© 2011 – Routledge
160 pages | 8 B/W Illus.
Over the post-Mao period, the Chinese state has radically cut back its role in funding health services and insuring its citizens against the costs of ill health. Using an analytical framework drawn from studies of state retrenchment in industrialized democracies and in post-communist Eastern Europe, Jane Duckett argues that the state’s retreat from health in China was not a simple consequence of economic policies and market reform. Just as important were the influences of health policies, reform era political institutions, communist party ideology, and bureaucratic stakeholders.
Through her analysis, Duckett maintains that by studying retrenchment in China, the world’s most populous nation and now a major global economic power, we can better understand international transformations in the role of the state, and the politics that shape that role.

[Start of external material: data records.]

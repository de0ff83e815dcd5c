//! Reduct value type.

use std::collections::BTreeSet;
use std::fmt;

use serde::Serialize;

use crate::data::DatasetMetadata;

/// An attribute subset together with its dependency score.
///
/// The score is always supplied by the search; the reduct never computes it.
/// Attributes iterate in ascending index order.
#[derive(Clone, Debug, Default, PartialEq, Serialize)]
pub struct Reduct {
    attributes: BTreeSet<usize>,
    score: f64,
}

impl Reduct {
    /// Empty reduct with score 0.
    pub fn empty() -> Self {
        Self::default()
    }

    /// Reduct with the given attributes and score.
    pub fn from_parts(attributes: impl IntoIterator<Item = usize>, score: f64) -> Self {
        Self {
            attributes: attributes.into_iter().collect(),
            score,
        }
    }

    #[inline]
    pub fn contains(&self, attribute: usize) -> bool {
        self.attributes.contains(&attribute)
    }

    #[inline]
    pub fn len(&self) -> usize {
        self.attributes.len()
    }

    #[inline]
    pub fn is_empty(&self) -> bool {
        self.attributes.is_empty()
    }

    #[inline]
    pub fn score(&self) -> f64 {
        self.score
    }

    /// Insert `attribute` and adopt `score`.
    pub fn add(&mut self, attribute: usize, score: f64) {
        self.attributes.insert(attribute);
        self.score = score;
    }

    /// Delete `attribute` and adopt `score`.
    pub fn remove(&mut self, attribute: usize, score: f64) {
        self.attributes.remove(&attribute);
        self.score = score;
    }

    /// Replace the score without touching the attribute set.
    pub fn rescore(&mut self, score: f64) {
        self.score = score;
    }

    /// Returns true when the score is exactly 1.
    ///
    /// Scores are ratios of instance counts, so 1.0 is reached exactly.
    #[inline]
    pub fn has_max_score(&self) -> bool {
        self.score == 1.0
    }

    /// Attribute indices, ascending.
    pub fn iter(&self) -> impl Iterator<Item = usize> + '_ {
        self.attributes.iter().copied()
    }

    /// Attribute indices as a sorted vector.
    pub fn to_vec(&self) -> Vec<usize> {
        self.iter().collect()
    }

    /// The reduct with attribute names resolved, e.g. `{outlook, humidity} (1.0000)`.
    ///
    /// Unknown indices are printed as `#<index>`.
    pub fn describe(&self, metadata: &DatasetMetadata) -> String {
        let names: Vec<String> = self
            .iter()
            .map(|i| match metadata.attribute_name(i) {
                Some(name) => name.to_string(),
                None => format!("#{i}"),
            })
            .collect();
        format!("{{{}}} ({:.4})", names.join(", "), self.score)
    }
}

impl fmt::Display for Reduct {
    fn fmt(&self, f: &mut fmt::Formatter<'_>) -> fmt::Result {
        write!(f, "{{")?;
        for (i, attribute) in self.iter().enumerate() {
            if i > 0 {
                write!(f, ", ")?;
            }
            write!(f, "{attribute}")?;
        }
        write!(f, "}} ({:.4})", self.score)
    }
}
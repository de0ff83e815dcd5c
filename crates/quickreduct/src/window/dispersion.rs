//! Attribute dispersion of a window.

use ndarray::Array2;

use crate::data::InstanceSnapshot;
use crate::utils::mean_column_std;

/// Mean population standard deviation of the numeric attributes of
/// `instances`.
///
/// Attribute kinds are read from the first instance. Returns `0.0` for an
/// empty slice or when no attribute is numeric.
pub fn average_dispersion(instances: &[InstanceSnapshot]) -> f64 {
    let Some(first) = instances.first() else {
        return 0.0;
    };
    let columns: Vec<usize> = first
        .attributes()
        .iter()
        .filter(|v| v.kind().is_numeric())
        .map(|v| v.index())
        .collect();

    let matrix = Array2::from_shape_fn((instances.len(), columns.len()), |(row, col)| {
        instances[row].numeric(columns[col]).unwrap_or(0.0)
    });
    mean_column_std(matrix.view())
}
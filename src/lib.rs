//! Velocliff - velocity cliff detection for pitchers
//!
//! Given a pitcher's pitches of one type, sorted by release speed, this library
//! estimates the speed at which results start to degrade. Two independent
//! changepoint estimators run on the same series (a one-sided CUSUM and a
//! Metropolis search over a two-segment mean-shift model) and their thresholds
//! are averaged into one reported value.

pub mod analysis;
pub mod changepoint;
pub mod cli;
pub mod csv_output;
pub mod dataset;
pub mod observation;
pub mod observer;
pub mod smoothing;
pub mod summary;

The Chinese State’s Retreat from Health both extends research on retrenchment politics to a major authoritarian state and contributes to piecing together understanding of the Chinese state’s changing role across the economy and other social policies, including housing and education. It will be of interest to students and scholars of Chinese politics, social policy and the Chinese health care system, as well as to those with a comparative interest in health, welfare states and the politics of retrenchment.
Jane Duckett is Professor of Chinese and Comparative Politics at the University of Glasgow, UK.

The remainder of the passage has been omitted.